Ursula schüttelte den Kopf. Sie hatte keinen Hunger. Sie fragte sich sogar, wie Werner jetzt ans Essen denken konnte. Fühlte er denn gar nicht die Bedeutung dieser Stunde? Merkte er ihr nicht an, dass sie sich innerlich verändert hatte?

»Ich möchte nichts essen, Werner.« Ursula erhob sich und ging auf die Tür des kleinen Badezimmers zu, das vom Wohnraum abging. »Ich mache mich ein wenig frisch.«

»Aber du musst doch etwas essen!«

Sie blieb in der geöffneten Tür stehen. Ihre Stimme klang kalt, als sie sagte: »Du hast doch gehört, ich möchte nichts essen.« Dann schloss sie die Tür hinter sich.

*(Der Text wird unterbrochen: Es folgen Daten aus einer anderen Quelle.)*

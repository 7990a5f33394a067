//! Rendering engine: one block stream from the section registry, two backends.
//!
//! `render_document` is synchronous and CPU-bound; handlers run it under
//! `spawn_blocking`.

pub mod blocks;
pub mod docx;
pub mod font_metrics;
pub mod pdf;
pub mod registry;

#[cfg(test)]
pub(crate) mod fixtures;

use std::str::FromStr;

use crate::document::{ResumeContent, TemplateStructure};
use crate::errors::AppError;

pub use registry::SummaryPlacement;

const FALLBACK_LABEL: &str = "tailored";

#[derive(Debug, Clone, Copy, PartialEq, Eq)]
pub enum ExportFormat {
    Pdf,
    Docx,
}

impl ExportFormat {
    pub fn content_type(self) -> &'static str {
        match self {
            ExportFormat::Pdf => "application/pdf",
            ExportFormat::Docx => {
                "application/vnd.openxmlformats-officedocument.wordprocessingml.document"
            }
        }
    }

    pub fn extension(self) -> &'static str {
        match self {
            ExportFormat::Pdf => "pdf",
            ExportFormat::Docx => "docx",
        }
    }
}

impl FromStr for ExportFormat {
    type Err = AppError;

    fn from_str(s: &str) -> Result<Self, Self::Err> {
        match s.trim().to_ascii_lowercase().as_str() {
            "pdf" => Ok(ExportFormat::Pdf),
            "docx" => Ok(ExportFormat::Docx),
            other => Err(AppError::UnsupportedFormat(format!(
                "export format '{other}' is not supported (use 'pdf' or 'docx')"
            ))),
        }
    }
}

#[derive(Debug, Clone)]
pub struct RenderedDocument {
    pub bytes: Vec<u8>,
    pub content_type: &'static str,
    pub filename: String,
}

/// `{label}-resume.{ext}`, with characters that would break a
/// `Content-Disposition` header replaced.
pub fn export_filename(label: &str, format: ExportFormat) -> String {
    let cleaned: String = label
        .trim()
        .chars()
        .map(|c| {
            if c.is_control() || matches!(c, '"' | '\\' | '/') {
                '_'
            } else {
                c
            }
        })
        .collect();
    let label = if cleaned.is_empty() {
        FALLBACK_LABEL
    } else {
        cleaned.as_str()
    };
    format!("{label}-resume.{}", format.extension())
}

/// Renders `content` in the section order of `structure`.
///
/// Content irregularities never fail; only backend serialization can.
pub fn render_document(
    content: &ResumeContent,
    structure: &TemplateStructure,
    format: ExportFormat,
    label: &str,
    placement: SummaryPlacement,
) -> Result<RenderedDocument, AppError> {
    let sections = registry::layout(content, structure, placement);
    let filename = export_filename(label, format);

    let bytes = match format {
        ExportFormat::Pdf => pdf::write_pdf(&pdf::paginate(&sections), &filename)?,
        ExportFormat::Docx => docx::write_docx(&docx::plan(&sections))?,
    };

    Ok(RenderedDocument {
        bytes,
        content_type: format.content_type(),
        filename,
    })
}

#[cfg(test)]
mod tests {
    use super::*;
    use crate::document::SectionId;
    use crate::render::fixtures::full_content;
    use crate::render::registry::layout;

    fn pdf_outline(
        content: &ResumeContent,
        structure: &TemplateStructure,
        placement: SummaryPlacement,
    ) -> Vec<SectionId> {
        pdf::paginate(&layout(content, structure, placement))
            .iter()
            .flat_map(|p| p.lines.iter())
            .filter_map(|l| l.section)
            .collect()
    }

    fn docx_outline(
        content: &ResumeContent,
        structure: &TemplateStructure,
        placement: SummaryPlacement,
    ) -> Vec<SectionId> {
        docx::plan(&layout(content, structure, placement))
            .iter()
            .filter_map(|p| p.section)
            .collect()
    }

    #[test]
    fn test_export_format_parses_case_insensitively() {
        assert_eq!("PDF".parse::<ExportFormat>().unwrap(), ExportFormat::Pdf);
        assert_eq!(" docx ".parse::<ExportFormat>().unwrap(), ExportFormat::Docx);
    }

    #[test]
    fn test_unknown_export_format_is_unsupported() {
        let err = "odt".parse::<ExportFormat>().unwrap_err();
        assert!(matches!(err, AppError::UnsupportedFormat(_)));
    }

    #[test]
    fn test_filename_uses_label_and_extension() {
        assert_eq!(
            export_filename("Backend Engineer", ExportFormat::Pdf),
            "Backend Engineer-resume.pdf"
        );
        assert_eq!(export_filename("  ", ExportFormat::Docx), "tailored-resume.docx");
        assert_eq!(
            export_filename("a\"b/c\td", ExportFormat::Docx),
            "a_b_c_d-resume.docx"
        );
    }

    #[test]
    fn test_content_types() {
        assert_eq!(ExportFormat::Pdf.content_type(), "application/pdf");
        assert!(ExportFormat::Docx.content_type().contains("wordprocessingml"));
    }

    #[test]
    fn test_empty_content_renders_no_headings_in_either_backend() {
        let empty = ResumeContent::default();
        let structure = TemplateStructure::default();
        assert!(pdf_outline(&empty, &structure, SummaryPlacement::Pinned).is_empty());
        assert!(docx_outline(&empty, &structure, SummaryPlacement::Pinned).is_empty());

        for format in [ExportFormat::Pdf, ExportFormat::Docx] {
            let doc =
                render_document(&empty, &structure, format, "empty", SummaryPlacement::Pinned)
                    .unwrap();
            assert!(!doc.bytes.is_empty());
        }
    }

    #[test]
    fn test_backends_agree_on_section_order() {
        let content = full_content();
        let orders = [
            TemplateStructure::default(),
            TemplateStructure::new(
                vec![
                    SectionId::Achievements,
                    SectionId::Projects,
                    SectionId::Summary,
                    SectionId::Skills,
                ],
                "single-column",
            ),
            TemplateStructure::new(
                vec![SectionId::Experience, SectionId::Education, SectionId::Summary],
                "two-column",
            ),
        ];
        for structure in &orders {
            for placement in [SummaryPlacement::Pinned, SummaryPlacement::Declared] {
                let pdf = pdf_outline(&content, structure, placement);
                let docx = docx_outline(&content, structure, placement);
                assert_eq!(pdf, docx);
                assert_eq!(pdf, registry::resolve_order(structure, &content, placement));
            }
        }
    }

    #[test]
    fn test_summary_first_in_both_backends_when_pinned() {
        let structure = TemplateStructure::new(
            vec![SectionId::Skills, SectionId::Experience, SectionId::Summary],
            "single-column",
        );
        let content = full_content();
        let expected = vec![SectionId::Summary, SectionId::Skills, SectionId::Experience];
        assert_eq!(
            pdf_outline(&content, &structure, SummaryPlacement::Pinned),
            expected
        );
        assert_eq!(
            docx_outline(&content, &structure, SummaryPlacement::Pinned),
            expected
        );
    }

    #[test]
    fn test_same_input_same_text_in_both_backends() {
        let content = full_content();
        let structure = TemplateStructure::default();
        let pdf_text: String = pdf::paginate(&layout(&content, &structure, SummaryPlacement::Pinned))
            .iter()
            .flat_map(|p| p.lines.iter())
            .map(|l| l.text.trim_start_matches("• "))
            .collect::<Vec<_>>()
            .join(" ");
        let docx_text: String = docx::plan(&layout(&content, &structure, SummaryPlacement::Pinned))
            .iter()
            .map(|p| p.text.as_str())
            .collect::<Vec<_>>()
            .join(" ");
        let words = |s: &str| s.split_whitespace().map(str::to_string).collect::<Vec<_>>();
        assert_eq!(words(&pdf_text), words(&docx_text));
    }

    #[test]
    fn test_render_document_sets_metadata() {
        let doc = render_document(
            &full_content(),
            &TemplateStructure::default(),
            ExportFormat::Docx,
            "SRE",
            SummaryPlacement::Pinned,
        )
        .unwrap();
        assert_eq!(doc.filename, "SRE-resume.docx");
        assert_eq!(doc.content_type, ExportFormat::Docx.content_type());
        assert!(doc.bytes.starts_with(b"PK"));
    }
}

Werner Reimann schaute ihr einen Moment verblüfft nach. So hatte sie ja noch nie mit ihm gesprochen! Was nur mit ihr los war?

»Das wird mit dem Kind zusammenhängen«, murmelte er und zuckte die Schultern. »Sie wird sich schon wieder einkriegen.«

Und er häufte sich eine große Portion Nudeln auf seinen Teller

♥♥♥

Ursulas und Werners Zusammenleben veränderte sich in der folgenden Zeit.